Actual cash value is a concept that’s used when your insurance company is calculating how much it should pay you for a loss. It is defined as:
Actual Cash Value = Replacement Cost – Depreciation
Your insurance company will calculate depreciation as a specific dollar amount based, in part, on objective criteria (a formula that reflects the category of personal property and its age, among other factors) and in part on subjective assessment (a claims adjuster’s inspection of the item or a recent photograph). Since property usually begins to depreciate or lose value as soon as you buy it, you can see that an item’s actual cash value will usually be less than its replacement cost.
Example: Assume you bought a brand-new personal computer last year for $1,500. Even though you used the computer for only six months before a fire destroyed your house and all the contents, the PC depreciated $500 in value due to use and passage of time. As a result, your insurance company will pay you only $1,000, based on the PC’s actual cash value. That means you’ll have to pay $500 out of your own pocket when you go back to the store to purchase the same PC.
As set forth in the preceding example, unless you change your homeowners policy by endorsement, your insurance company will typically compensate you for losses to your personal property on an actual cash value basis. That amount will likely be insufficient for you to purchase a replacement of the same quality and construction. If you fail to comply with the coinsurance provisions of your homeowners policy, your insurance company will only be required to pay for damage to your dwelling and other buildings based on actual cash value or a percentage of its replacement cost, whichever is greater.

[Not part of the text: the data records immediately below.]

use std::env;

#[derive(Debug, Clone)]
pub struct AppConfig {
    pub database_url: String,
    pub host: String,
    pub port: u16,
    pub db_max_connections: u32,
    pub jwt_secret: String,
    pub stripe_secret_key: String,
    pub stripe_api_base: String,
    pub payment_currency: String,
    pub frontend_url: Option<String>,
    pub seed_on_start: bool,
}

impl AppConfig {
    pub fn from_env() -> anyhow::Result<Self> {
        let database_url = env::var("DATABASE_URL")?;
        let jwt_secret = env::var("JWT_SECRET")
            .map_err(|_| anyhow::anyhow!("JWT_SECRET is not set"))?;
        let stripe_secret_key = env::var("STRIPE_SECRET_KEY")
            .map_err(|_| anyhow::anyhow!("STRIPE_SECRET_KEY is not set"))?;
        let host = env::var("APP_HOST").unwrap_or_else(|_| "127.0.0.1".to_string());
        let port = env::var("APP_PORT")
            .ok()
            .and_then(|p| p.parse::<u16>().ok())
            .unwrap_or(8080);
        let db_max_connections = env::var("DB_MAX_CONNECTIONS")
            .ok()
            .and_then(|n| n.parse::<u32>().ok())
            .unwrap_or(10);
        let stripe_api_base = env::var("STRIPE_API_BASE")
            .unwrap_or_else(|_| "https://api.stripe.com/v1".to_string());
        let payment_currency = env::var("PAYMENT_CURRENCY").unwrap_or_else(|_| "inr".to_string());
        let frontend_url = env::var("FRONTEND_URL").ok().filter(|u| !u.is_empty());
        let seed_on_start = env::var("SEED_ON_START")
            .map(|v| parse_flag(&v))
            .unwrap_or(true);
        Ok(Self {
            port,
            database_url,
            host,
            db_max_connections,
            jwt_secret,
            stripe_secret_key,
            stripe_api_base,
            payment_currency,
            frontend_url,
            seed_on_start,
        })
    }
}

fn parse_flag(value: &str) -> bool {
    !matches!(
        value.trim().to_ascii_lowercase().as_str(),
        "0" | "false" | "no" | "off"
    )
}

In some cases, you may prefer to receive an item’s actual cash value (e.g., if you do not intend to repair or replace a damaged item and wish to get cash in hand ASAP). Here’s a tip: Don’t accept a settlement payment without questioning the actual cash value calculated by your insurance company. If you believe the figure is too low because your insurer underestimated replacement cost or overestimated depreciation, then make your case for a higher figure. Try to negotiate a compromise. If all else fails, your policy spells out a procedure for settling disputes.